De acuerdo a lo publicado por el periódico «La Jornada», el convenio no debe entenderse como la sola expresión de una voluntad institucional, sino como el punto de partida de una relación de trabajo que deberá traducirse en conocimiento compartido, formación, investigación, intercambio de experiencias y acciones concretas en favor de las garantías fundamentales y de la cultura de paz en ambos países, según lo expresado por la presidenta de la CNDH, Rosario Piedra Ibarra.

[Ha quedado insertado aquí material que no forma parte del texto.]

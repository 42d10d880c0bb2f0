//! 应用配置持久化

use serde::{Deserialize, Serialize};
use std::fs;
use std::path::{Path, PathBuf};

use super::coredo_dir;
use crate::error::Result;

/// 应用配置
#[derive(Debug, Clone, Serialize, Deserialize, Default)]
pub struct Config {
    #[serde(default)]
    pub theme: ThemeConfig,
    #[serde(default)]
    pub api: ApiConfig,
}

/// 主题配置
#[derive(Debug, Clone, Serialize, Deserialize)]
pub struct ThemeConfig {
    pub name: String,
}

impl Default for ThemeConfig {
    fn default() -> Self {
        Self {
            name: "Auto".to_string(),
        }
    }
}

/// 远程记录存储配置
#[derive(Debug, Clone, Serialize, Deserialize, Default)]
pub struct ApiConfig {
    /// 集合端点覆盖（默认使用内置端点）
    #[serde(default)]
    pub url: Option<String>,
}

/// 获取配置文件路径
fn config_path() -> PathBuf {
    coredo_dir().join("config.toml")
}

/// 加载配置（不存在或损坏则返回默认值）
pub fn load_config() -> Config {
    load_config_from(&config_path())
}

fn load_config_from(path: &Path) -> Config {
    try_load(path).unwrap_or_default()
}

/// 严格加载：I/O 与 TOML 解析错误显式向上传播
fn try_load(path: &Path) -> Result<Config> {
    let content = fs::read_to_string(path)?;
    let config = toml::from_str(&content)?;
    Ok(config)
}

/// 保存配置
pub fn save_config(config: &Config) -> Result<()> {
    // 确保 ~/.coredo 目录存在
    let dir = coredo_dir();
    fs::create_dir_all(&dir)?;
    save_config_to(&config_path(), config)
}

fn save_config_to(path: &Path, config: &Config) -> Result<()> {
    let content = toml::to_string_pretty(config)?;
    fs::write(path, content)?;
    Ok(())
}

#[cfg(test)]
mod tests {
    use super::*;
    use crate::error::CoreError;

    #[test]
    fn test_default_config() {
        let config = Config::default();
        assert_eq!(config.theme.name, "Auto");
        assert!(config.api.url.is_none());
    }

    #[test]
    fn test_round_trip() {
        let dir = tempfile::tempdir().unwrap();
        let path = dir.path().join("config.toml");

        let mut config = Config::default();
        config.theme.name = "Dark".to_string();
        config.api.url = Some("https://example.test/api/v1/Todo".to_string());
        save_config_to(&path, &config).unwrap();

        let loaded = load_config_from(&path);
        assert_eq!(loaded.theme.name, "Dark");
        assert_eq!(
            loaded.api.url.as_deref(),
            Some("https://example.test/api/v1/Todo")
        );
    }

    #[test]
    fn test_missing_file_falls_back_to_default() {
        let dir = tempfile::tempdir().unwrap();
        let path = dir.path().join("nope.toml");

        assert!(matches!(try_load(&path), Err(CoreError::Io(_))));
        assert_eq!(load_config_from(&path).theme.name, "Auto");
    }

    #[test]
    fn test_corrupt_file_falls_back_to_default() {
        let dir = tempfile::tempdir().unwrap();
        let path = dir.path().join("config.toml");
        fs::write(&path, "not { valid toml").unwrap();

        // 严格路径报解析错误，宽松路径回落默认值
        assert!(matches!(try_load(&path), Err(CoreError::TomlParse(_))));
        assert_eq!(load_config_from(&path).theme.name, "Auto");
    }
}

Luis Antonio Barranco Olivera, rector de la UCLV, de Villa Clara, agradeció en nombre de Cuba, el apoyo que México siempre le ha dado a la isla en la guerra multidimensional que sostiene desde hace más de 60 años contra un poder que pretende destruir a esta nación, únicamente por mantenerse fiel a un ideal distinto.

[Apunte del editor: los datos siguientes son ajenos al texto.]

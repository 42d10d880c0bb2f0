//! 任务列表控制器
//!
//! 持有内存中的任务集合，并将其镜像到远程记录存储。远程调用在后台
//! 线程执行，结果经 mpsc 通道回到 UI 线程，主循环每帧轮询一次。
//!
//! 失败语义只有一种：乐观更新本地状态，远端请求失败后强制整体
//! Refresh 对账。不做部分重试、退避或冲突检测。

use std::sync::mpsc::{self, Receiver, Sender};
use std::sync::Arc;
use std::thread;

use crate::error::Result;
use crate::model::{self, NewTask, Task};
use crate::store::RecordStore;

/// 后台请求的结果
pub enum BgResult {
    /// Refresh 完成
    Refreshed(Result<Vec<Task>>),
    /// Create 往返完成（成功或失败都触发一次整体 Refresh）
    Created(Result<Task>),
    /// 乐观变更（toggle/rename/delete）的远端请求完成
    Mutated(Result<()>),
}

/// 任务列表控制器
pub struct TaskList {
    store: Arc<dyn RecordStore>,
    /// 本地集合（Refresh 后按数字 id 降序）
    tasks: Vec<Task>,
    tx: Sender<BgResult>,
    rx: Receiver<BgResult>,
    /// 未完成的后台请求数
    in_flight: usize,
    /// Create 往返进行中（期间禁止再次 Create）
    creating: bool,
    /// 最近一次请求失败的信息（UI 取走后显示）
    last_error: Option<String>,
}

impl TaskList {
    pub fn new(store: Arc<dyn RecordStore>) -> Self {
        let (tx, rx) = mpsc::channel();
        Self {
            store,
            tasks: Vec::new(),
            tx,
            rx,
            in_flight: 0,
            creating: false,
            last_error: None,
        }
    }

    pub fn tasks(&self) -> &[Task] {
        &self.tasks
    }

    pub fn len(&self) -> usize {
        self.tasks.len()
    }

    pub fn is_empty(&self) -> bool {
        self.tasks.is_empty()
    }

    /// 已完成的任务数
    pub fn done_count(&self) -> usize {
        self.tasks.iter().filter(|t| t.completed).count()
    }

    /// Create 往返是否进行中
    pub fn creating(&self) -> bool {
        self.creating
    }

    /// 取走最近一次失败信息
    pub fn take_error(&mut self) -> Option<String> {
        self.last_error.take()
    }

    /// Refresh：拉取完整集合
    ///
    /// 成功后整体替换本地状态并重新排序；失败时记录错误、本地状态
    /// 保持不变。
    pub fn refresh(&mut self) {
        let store = Arc::clone(&self.store);
        let tx = self.tx.clone();
        self.in_flight += 1;
        thread::spawn(move || {
            let _ = tx.send(BgResult::Refreshed(store.list()));
        });
    }

    /// Create：非乐观操作，等待往返完成
    ///
    /// 空白标题或已有 Create 在途时不发起请求，返回 false。
    pub fn create(&mut self, title: &str) -> bool {
        if title.trim().is_empty() || self.creating {
            return false;
        }
        self.creating = true;
        let new = NewTask::new(title);
        let store = Arc::clone(&self.store);
        let tx = self.tx.clone();
        self.in_flight += 1;
        thread::spawn(move || {
            let _ = tx.send(BgResult::Created(store.create(&new)));
        });
        true
    }

    /// Toggle：翻转完成状态，乐观应用
    pub fn toggle(&mut self, id: &str) {
        let Some(task) = self.tasks.iter().find(|t| t.id == id) else {
            return;
        };
        let updated = task.toggled();
        let payload = updated.clone();
        self.mutate_optimistic(
            move |tasks| replace_by_id(tasks, updated),
            move |store| store.update(&payload).map(|_| ()),
        );
    }

    /// Rename：改标题，乐观应用；空白标题是 no-op
    pub fn rename(&mut self, id: &str, title: &str) {
        if title.trim().is_empty() {
            return;
        }
        let Some(task) = self.tasks.iter().find(|t| t.id == id) else {
            return;
        };
        let updated = task.renamed(title);
        let payload = updated.clone();
        self.mutate_optimistic(
            move |tasks| replace_by_id(tasks, updated),
            move |store| store.update(&payload).map(|_| ()),
        );
    }

    /// Delete：从本地集合立即移除，乐观应用
    ///
    /// 失败触发的 Refresh 会在远端删除实际未发生时把记录恢复回来。
    pub fn delete(&mut self, id: &str) {
        let id = id.to_string();
        let target = id.clone();
        self.mutate_optimistic(
            move |tasks| tasks.retain(|t| t.id != id),
            move |store| store.delete(&target),
        );
    }

    /// 乐观变更的统一入口：先改本地，再发远端请求，失败后整体 Refresh
    fn mutate_optimistic<A, R>(&mut self, apply: A, request: R)
    where
        A: FnOnce(&mut Vec<Task>),
        R: FnOnce(&dyn RecordStore) -> Result<()> + Send + 'static,
    {
        apply(&mut self.tasks);
        let store = Arc::clone(&self.store);
        let tx = self.tx.clone();
        self.in_flight += 1;
        thread::spawn(move || {
            let _ = tx.send(BgResult::Mutated(request(store.as_ref())));
        });
    }

    /// 处理后台请求结果（不阻塞），返回状态是否变化
    ///
    /// 注意：多个在途请求可能乱序完成，迟到的失败会触发一次覆盖较新
    /// 本地状态的 Refresh。这是沿用的原始行为，此处有意不修复。
    pub fn poll(&mut self) -> bool {
        let mut changed = false;
        while let Ok(result) = self.rx.try_recv() {
            self.handle(result);
            changed = true;
        }
        changed
    }

    fn handle(&mut self, result: BgResult) {
        self.in_flight -= 1;
        match result {
            BgResult::Refreshed(Ok(mut tasks)) => {
                model::sort_newest_first(&mut tasks);
                self.tasks = tasks;
            }
            BgResult::Refreshed(Err(e)) => {
                // 本地状态保持不变，不排队重试
                self.last_error = Some(e.to_string());
            }
            BgResult::Created(result) => {
                self.creating = false;
                if let Err(e) = result {
                    self.last_error = Some(e.to_string());
                }
                // 成功或失败都整体 Refresh，重新同步远端分配的 id
                self.refresh();
            }
            BgResult::Mutated(Ok(())) => {}
            BgResult::Mutated(Err(e)) => {
                self.last_error = Some(e.to_string());
                self.refresh();
            }
        }
    }

    /// 阻塞等待所有在途请求结束（含连锁触发的 Refresh），测试用
    #[cfg(test)]
    pub fn wait_idle(&mut self) {
        use std::time::Duration;
        while self.in_flight > 0 {
            let result = self
                .rx
                .recv_timeout(Duration::from_secs(5))
                .expect("background operation timed out");
            self.handle(result);
        }
    }
}

fn replace_by_id(tasks: &mut [Task], updated: Task) {
    if let Some(slot) = tasks.iter_mut().find(|t| t.id == updated.id) {
        *slot = updated;
    }
}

Expresó, asimismo, que dada la colaboración que también mantiene esa casa de estudios, con la Universidad Nacional Autónoma de México (UNAM), podría establecerse una triangulación entre ésta, su institución universitaria y la CNDH, a fin de establecer lazos de investigación y formación en cultura de la paz y derechos humanos, incluyendo a las ciencias, para tener un enfoque interdisciplinario con el cual abordar los problemas sociales.

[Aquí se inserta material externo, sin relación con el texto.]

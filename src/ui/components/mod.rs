pub mod empty_state;
pub mod footer;
pub mod header;
pub mod logo;
pub mod new_task_dialog;
pub mod rename_dialog;
pub mod task_list;
pub mod theme_selector;
pub mod toast;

Al referirse al tema, la presidenta de la CNDH, destacó que en un país como México, igual que pasa en Cuba, «no se puede hablar de derechos humanos desde la injusticia y la desigualdad, y mucho menos desde el sometimiento a ningún otro país, por poderoso que sea».
«La protección de los derechos humanos, no puede agotarse en la reacción frente a sus violaciones, cuando ya se han consumado. Atender a las víctimas, investigar los hechos y procurar la reparación, son responsabilidades irrenunciables, sin embargo, también debemos preguntarnos por las condiciones sociales, culturales, económicas e institucionales que permitieron que esas violaciones ocurrieran, para cambiarlas y evitar su persistencia y repetición», dijo Piedra Ibarra.
La directora de la Comisión Nacional de los Derechos Humanos (CNDH), de México, añadió que se debe actuar sobre los factores generadores la desigualdad, la exclusión, la discriminación y la violencia, y consideró que, si la protección de las garantías fundamentales no se acompaña de educación, formación de conciencia y participación colectiva, difícilmente se podrán transformar de manera duradera las realidades que producen las injusticias.
Al hablar ante el auditorio, Barranco Olivera destacó que su universidad comenzó con 615 alumnos en 1952 y actualmente cuenta con más de 50 carreras y especialidades, además de enfatizar en que es una de las que tiene mayor presencia en Cuba, país que democratizó la enseñanza y dio cabida a todas las personas sin discriminación de ningún tipo.
Abundó en que este enfoque incluyente, se realizó a partir de la reforma educativa emprendida por la Revolución a partir de 1962, que tuvo como uno de sus antecedentes, el discurso pronunciado por Ernesto Che Guevara cuando dicha institución universitaria le otorgó el título de Doctor Honoris Causa en Pedagogía, en diciembre de 1959.
Recordó que, en esa ocasión, Guevara dijo que las aulas debían abrirse a obreros, campesinos, negros y mulatos; al tiempo exhortó a maestros y estudiantes a vincular el conocimiento científico y técnico a las necesidades reales de la sociedad.